Brexit fearmongering, May’s dirty tricks, Hunt’s hypocritical mendacity, wishful obesity fantasies and Lottery myths are all signs of our civilisational malady. We would rather tolerate criminal double standards and false morality than face the reality of falling standards.
The Chinese may well have discovered the dark side of the Moon, and the Germans a third gender, but there is no end to the dangers discovered by those who would like to stop Brexit. Their latest blag is the repetition of the term ‘forty per cent’. It offers some relief from the mathematically dyslexic 48% of two years ago, but as always it is being used as a rhythmic (perhaps even algorithmic) chant designed to terrify the the commercially gullible among us. The Sky anchor today had a field day with it, but was unfortunate enough to find himself tackling a smiley but no-nonsense Tory lady MP who made him appear to be a moron – which he probably is.
A: But Michael Gove says we may face tariffs of 40%.

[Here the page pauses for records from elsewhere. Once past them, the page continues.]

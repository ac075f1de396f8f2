//! Renderer-facing handles.
//!
//! Renderers own their GPU resources (pipelines, buffers) and record into the
//! frame's encoder through a `RenderTarget`. The runtime clears the target
//! before any renderer runs, so renderer passes load the existing contents.

mod ctx;

pub use ctx::{RenderCtx, RenderTarget};
//! Core engine-facing contracts.
//!
//! This module defines the interface between the runtime (platform loop) and
//! the scene it drives, and the per-frame context handed across it.

mod app;
mod ctx;

pub use app::{App, AppControl};
pub use ctx::{FrameCtx, InitCtx, WindowCtx};
use wgpu::util::DeviceExt;

use crate::geometry::QuadGeometry;

/// GPU copy of a `QuadGeometry`: positions, colors and indices in three
/// immutable buffers.
///
/// Buffers are uploaded once by `upload` and destroyed once by `release`,
/// which consumes the mesh.
pub struct QuadMesh {
    positions: wgpu::Buffer,
    colors: wgpu::Buffer,
    indices: wgpu::Buffer,
    index_count: u32,
}

impl QuadMesh {
    const POSITION_ATTRS: [wgpu::VertexAttribute; 1] = wgpu::vertex_attr_array![
        0 => Float32x3 // x, y, w
    ];
    const COLOR_ATTRS: [wgpu::VertexAttribute; 1] = wgpu::vertex_attr_array![
        1 => Float32x3 // rgb
    ];

    /// Vertex-array state: slot 0 feeds `@location(0)`, slot 1 `@location(1)`.
    pub fn vertex_layouts() -> [wgpu::VertexBufferLayout<'static>; 2] {
        [
            wgpu::VertexBufferLayout {
                array_stride: std::mem::size_of::<[f32; 3]>() as u64,
                step_mode: wgpu::VertexStepMode::Vertex,
                attributes: &Self::POSITION_ATTRS,
            },
            wgpu::VertexBufferLayout {
                array_stride: std::mem::size_of::<[f32; 3]>() as u64,
                step_mode: wgpu::VertexStepMode::Vertex,
                attributes: &Self::COLOR_ATTRS,
            },
        ]
    }

    pub fn upload(device: &wgpu::Device, geometry: &QuadGeometry) -> Self {
        debug_assert!(geometry.is_valid());

        let positions = device.create_buffer_init(&wgpu::util::BufferInitDescriptor {
            label: Some("quadspin square vbo"),
            contents: bytemuck::cast_slice(&geometry.positions),
            usage: wgpu::BufferUsages::VERTEX,
        });

        let colors = device.create_buffer_init(&wgpu::util::BufferInitDescriptor {
            label: Some("quadspin color vbo"),
            contents: bytemuck::cast_slice(&geometry.colors),
            usage: wgpu::BufferUsages::VERTEX,
        });

        let indices = device.create_buffer_init(&wgpu::util::BufferInitDescriptor {
            label: Some("quadspin square ibo"),
            contents: bytemuck::cast_slice(&geometry.indices),
            usage: wgpu::BufferUsages::INDEX,
        });

        log::debug!("quad mesh uploaded ({} indices)", geometry.index_count());

        Self {
            positions,
            colors,
            indices,
            index_count: geometry.index_count(),
        }
    }

    #[inline]
    pub fn index_count(&self) -> u32 {
        self.index_count
    }

    /// Binds vertex and index buffers to `rpass`.
    pub fn bind(&self, rpass: &mut wgpu::RenderPass<'_>) {
        rpass.set_vertex_buffer(0, self.positions.slice(..));
        rpass.set_vertex_buffer(1, self.colors.slice(..));
        rpass.set_index_buffer(self.indices.slice(..), wgpu::IndexFormat::Uint32);
    }

    /// Destroys the three buffers.
    pub fn release(self) {
        self.positions.destroy();
        self.colors.destroy();
        self.indices.destroy();
        log::debug!("quad mesh released");
    }
}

TL: Michael is a great friend but he is quite wrong about this, bec….
A: Yes, but 40%.
TL: I cannot imagine the German car industry wanting to face retaliatory tariffs of 40%, given…
A: “Yes but under WTO rules we could have 40% slapped on our exports.”
TL: Australia has been trading under WTO rules now since 1977 and it doesn’t face 40% tariffs from anyone….
A: But 40% is allowable under WTO rules.
TL: It is frowned upon by WTO rules. We have an enormous trade with the United States, and we do not face any 40% tariffs except those set in retaliation against the European Union…..which we are leaving….
A: Yes but 40% would….
TL: Look, trade is a two-way thing….Ireland wants to buy our beef and we want to buy their Guinness…..
A: So why did Michael Gove….
TL: I am not Michael’s keeper, but Michael is a huge supporter of the Prime Minister’s exit deal, and as such I would expect him to support her arguments.
It was cringe-inducing stuff. But convinced that he had Tory Lady on the run, Sky anchor leapt into the trap set for him….
A: Well now, over 50% of Tory Party members around the country say they’d prefer no deal to Mrs May’s deal, so what do you say to that?
TL: I say they’re right. What would you say?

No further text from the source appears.